(Collected data)

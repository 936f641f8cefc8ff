//! Search layer integration harness.
//!
//! # What this covers
//!
//! - **Single-term correctness**: one matching entry among eight yields one
//!   result with the exact byte span of the match.
//! - **Routing**: whitespace, quotes and wildcards route to the structured
//!   parser; a single word matches across message, level and source.
//! - **Fallback consistency**: for pure single terms the substring filter
//!   and the index surface the same entries.
//! - **Idempotence**: re-indexing an entry does not duplicate it, and
//!   evicting one of two same-key entries keeps the other findable.
//! - **Blank messages**: entries without message text still match on level
//!   and source.
//! - **Large sources**: filtered views are not cut at the result limit.
//! - **Unavailability**: a stopped index degrades to the substring filter.
//! - **Property: results ⊆ store**: queries never fabricate entries.
//!
//! # Running
//!
//! ```sh
//! cargo test --test search_harness
//! ```

mod common;
use common::*;
use logtide_core::search::{classify, QueryKind};
use logtide_core::view::LogView;
use logtide_core::{IndexError, LogLevel};
use logtide_feeds::RemoteEvent;
use pretty_assertions::assert_eq;
use proptest::prelude::*;
use rstest::rstest;
use std::collections::HashSet;
use std::sync::Arc;

fn messages(view: &LogView) -> HashSet<String> {
    view.rows.iter().map(|row| row.entry.message.clone()).collect()
}

// ---------------------------------------------------------------------------
// Query routing
// ---------------------------------------------------------------------------

#[rstest]
#[case("", QueryKind::Empty)]
#[case("   ", QueryKind::Empty)]
#[case("error", QueryKind::Simple)]
#[case("level:warn", QueryKind::Simple)]
#[case("db error", QueryKind::Structured)]
#[case("warn ", QueryKind::Structured)]
#[case("\"connection refused\"", QueryKind::Structured)]
#[case("time*", QueryKind::Structured)]
fn classifies_raw_queries(#[case] raw: &str, #[case] expected: QueryKind) {
    assert_eq!(classify(raw), expected);
}

// ---------------------------------------------------------------------------
// Indexed path
// ---------------------------------------------------------------------------

#[tokio::test]
async fn single_term_finds_the_one_match_with_exact_span() {
    let pipeline = indexed_pipeline(100);
    ingest_all(&pipeline, one_error_in_eight()).await;

    let results = pipeline.index().unwrap().search("error", Some("app")).unwrap();
    assert_eq!(results.len(), 1);
    assert_eq!(results[0].entry.message, "Database connection ERROR");
    assert_spans!(results[0], "message", [(20, 25)]);

    let filtered = pipeline.view("app", "error");
    assert!(filtered.index_error.is_none());
    assert_eq!(filtered.view.count_annotation(), "(1 of 8)");
    assert_spans!(filtered.view.rows[0], "message", [(20, 25)]);
}

#[tokio::test]
async fn single_term_matches_level_and_source() {
    let pipeline = indexed_pipeline(100);
    ingest_all(
        &pipeline,
        [
            LogEntryBuilder::new("disk almost full").level(LogLevel::Warn).at_ms(BASE_MS).build(),
            LogEntryBuilder::new("all good").at_ms(BASE_MS + 1).build(),
        ],
    )
    .await;

    let view = pipeline.view("app", "WARN").view;
    assert_messages!(view, ["disk almost full"]);
    assert_spans!(view.rows[0], "level", [(0, 4)]);

    let by_source = pipeline.view("app", "app").view;
    assert_eq!(by_source.len(), 2);
}

#[tokio::test]
async fn whitespace_routes_to_structured_query() {
    let pipeline = indexed_pipeline(100);
    ingest_all(&pipeline, one_error_in_eight()).await;

    // Both words are separate clauses, so either one matches.
    let view = pipeline.view("app", "scheduled ERROR").view;
    assert_eq!(
        messages(&view),
        HashSet::from([
            "Database connection ERROR".to_string(),
            "Scheduled job started".to_string(),
            "Scheduled job finished".to_string(),
        ])
    );

    let view = pipeline.view("app", "+scheduled -finished").view;
    assert_messages!(view, ["Scheduled job started"]);
}

#[tokio::test]
async fn phrases_fields_and_wildcards() {
    let pipeline = indexed_pipeline(100);
    ingest_all(
        &pipeline,
        [
            LogEntryBuilder::new("connection refused by upstream")
                .level(LogLevel::Error)
                .field("host", "db.internal")
                .at_ms(BASE_MS)
                .build(),
            LogEntryBuilder::new("refused connection attempt")
                .at_ms(BASE_MS + 1)
                .build(),
            LogEntryBuilder::new("request timed out").at_ms(BASE_MS + 2).build(),
        ],
    )
    .await;

    let phrase = pipeline.view("app", "\"connection refused\"").view;
    assert_messages!(phrase, ["connection refused by upstream"]);
    assert_spans!(phrase.rows[0], "message", [(0, 18)]);

    let field = pipeline.view("app", "host:db*").view;
    assert_messages!(field, ["connection refused by upstream"]);

    let wildcard = pipeline.view("app", "time*").view;
    assert_messages!(wildcard, ["request timed out"]);

    let level = pipeline.view("app", "level:error refused").view;
    assert_eq!(level.len(), 2);
}

#[tokio::test]
async fn results_are_scoped_to_the_source() {
    let pipeline = indexed_pipeline(100);
    ingest_all(
        &pipeline,
        [
            LogEntryBuilder::new("timeout talking to db").at_ms(BASE_MS).build(),
            LogEntryBuilder::new("timeout talking to cache")
                .source("remote")
                .at_ms(BASE_MS + 1)
                .build(),
        ],
    )
    .await;

    assert_messages!(pipeline.view("app", "timeout").view, ["timeout talking to db"]);
    assert_messages!(pipeline.view("remote", "timeout").view, ["timeout talking to cache"]);
}

#[tokio::test]
async fn reindexing_the_same_entry_is_idempotent() {
    let pipeline = indexed_pipeline(100);
    let entry = Arc::new(LogEntryBuilder::new("payment captured").at_ms(BASE_MS).build());
    let index = pipeline.index().unwrap();
    index.index_entry(entry.clone());
    index.index_entry(entry.clone());
    index.flush().await;

    assert_eq!(index.len(), 1);
    assert_eq!(index.search("payment", None).unwrap().len(), 1);
}

#[tokio::test]
async fn evicting_a_duplicate_keeps_the_survivor_searchable() {
    let pipeline = indexed_pipeline(2);
    let duplicate = || LogEntryBuilder::new("dup event").at_ms(BASE_MS).build();
    ingest_all(
        &pipeline,
        [duplicate(), duplicate(), LogEntryBuilder::new("other").at_ms(BASE_MS + 1).build()],
    )
    .await;

    assert_store_len!(pipeline, "app", 2);
    assert_messages!(pipeline.view("app", "dup").view, ["dup event"]);
}

#[tokio::test]
async fn blank_remote_message_still_matches_level_and_source() {
    let indexed = indexed_pipeline(100);
    let plain = plain_pipeline(100);
    for pipeline in [&indexed, &plain] {
        ingest_all(
            pipeline,
            [
                RemoteEvent::new(BASE_MS, "\n").into_entry("remote", "/aws/lambda/orders", "s-1"),
                LogEntryBuilder::new("disk almost full")
                    .source("remote")
                    .level(LogLevel::Warn)
                    .at_ms(BASE_MS + 1)
                    .build(),
            ],
        )
        .await;
    }

    assert_messages!(indexed.view("remote", "info").view, [""]);
    for term in ["info", "warn", "remote", "disk"] {
        let from_index = messages(&indexed.view("remote", term).view);
        let from_substring = messages(&plain.view("remote", term).view);
        assert_eq!(from_index, from_substring, "term {term:?}");
    }
}

#[tokio::test]
async fn filtered_view_is_not_cut_at_the_result_limit() {
    let pipeline = indexed_pipeline(1_500);
    ingest_all(
        &pipeline,
        (0..1_200).map(|i| LogEntryBuilder::new(format!("event {i}")).at_ms(BASE_MS + i).build()),
    )
    .await;

    let filtered = pipeline.view("app", "event");
    assert!(filtered.index_error.is_none());
    assert_eq!(filtered.view.count_annotation(), "(1200)");
}

#[tokio::test]
async fn oversized_wildcard_is_a_query_error_not_a_crash() {
    let pipeline = indexed_pipeline(100);
    ingest_all(&pipeline, one_error_in_eight()).await;

    let filtered = pipeline.view("app", &format!("x {}", "a*".repeat(20_000)));
    assert!(matches!(filtered.index_error, Some(IndexError::Query(_))));
    assert!(filtered.view.is_empty());
}

#[tokio::test]
async fn malformed_structured_query_falls_back_with_error() {
    let pipeline = indexed_pipeline(100);
    ingest_all(&pipeline, one_error_in_eight()).await;

    let filtered = pipeline.view("app", "\"database connection");
    assert!(matches!(filtered.index_error, Some(IndexError::Query(_))));
    assert!(filtered.view.is_empty());
}

// ---------------------------------------------------------------------------
// Fallback path
// ---------------------------------------------------------------------------

#[tokio::test]
async fn fallback_surfaces_the_same_entries_as_the_index() {
    let indexed = indexed_pipeline(100);
    let plain = plain_pipeline(100);
    let entries = one_error_in_eight();
    ingest_all(&indexed, entries.clone()).await;
    ingest_all(&plain, entries).await;

    for term in ["error", "ERROR", "connection", "job", "port", "8080", "info", "app", "nomatch"] {
        let from_index = messages(&indexed.view("app", term).view);
        let from_substring = messages(&plain.view("app", term).view);
        assert_eq!(from_index, from_substring, "term {term:?}");
    }
}

#[tokio::test]
async fn stopped_index_degrades_to_substring_filter() {
    let pipeline = indexed_pipeline(100);
    ingest_all(&pipeline, one_error_in_eight()).await;

    let index = pipeline.index().unwrap();
    pipeline.shutdown();
    while index.is_available() {
        tokio::task::yield_now().await;
    }

    let filtered = pipeline.view("app", "error");
    assert!(matches!(filtered.index_error, Some(IndexError::Unavailable)));
    assert_messages!(filtered.view, ["Database connection ERROR"]);
    assert_spans!(filtered.view.rows[0], "message", [(20, 25)]);
}

// ---------------------------------------------------------------------------
// Properties
// ---------------------------------------------------------------------------

proptest! {
    #![proptest_config(ProptestConfig::with_cases(32))]

    #[test]
    fn prop_results_are_a_subset_of_the_store(
        words in proptest::collection::vec("[a-z]{1,6}", 1..20),
        query in "[a-z]{1,3}",
    ) {
        let runtime = tokio::runtime::Builder::new_current_thread().enable_all().build().unwrap();
        runtime.block_on(async {
            let pipeline = indexed_pipeline(8);
            let entries = words
                .iter()
                .enumerate()
                .map(|(i, word)| LogEntryBuilder::new(format!("{word} event")).at_ms(BASE_MS + i as i64).build());
            ingest_all(&pipeline, entries).await;

            let stored: HashSet<String> = pipeline.store().get_all("app").iter().map(|e| e.message.clone()).collect();
            let found = messages(&pipeline.view("app", &query).view);
            prop_assert!(found.is_subset(&stored));
            Ok(())
        })?;
    }
}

◆ Goal of the exercise:
Quote in full each line from the top of the records above through the line with "the other findable."; stop after that line.

◆ Exercise result:
repository 936f641f8cefc8ff
//! Search layer integration harness.
//!
//! # What this covers
//!
//! - **Single-term correctness**: one matching entry among eight yields one
//!   result with the exact byte span of the match.
//! - **Routing**: whitespace, quotes and wildcards route to the structured
//!   parser; a single word matches across message, level and source.
//! - **Fallback consistency**: for pure single terms the substring filter
//!   and the index surface the same entries.
//! - **Idempotence**: re-indexing an entry does not duplicate it, and
//!   evicting one of two same-key entries keeps the other findable.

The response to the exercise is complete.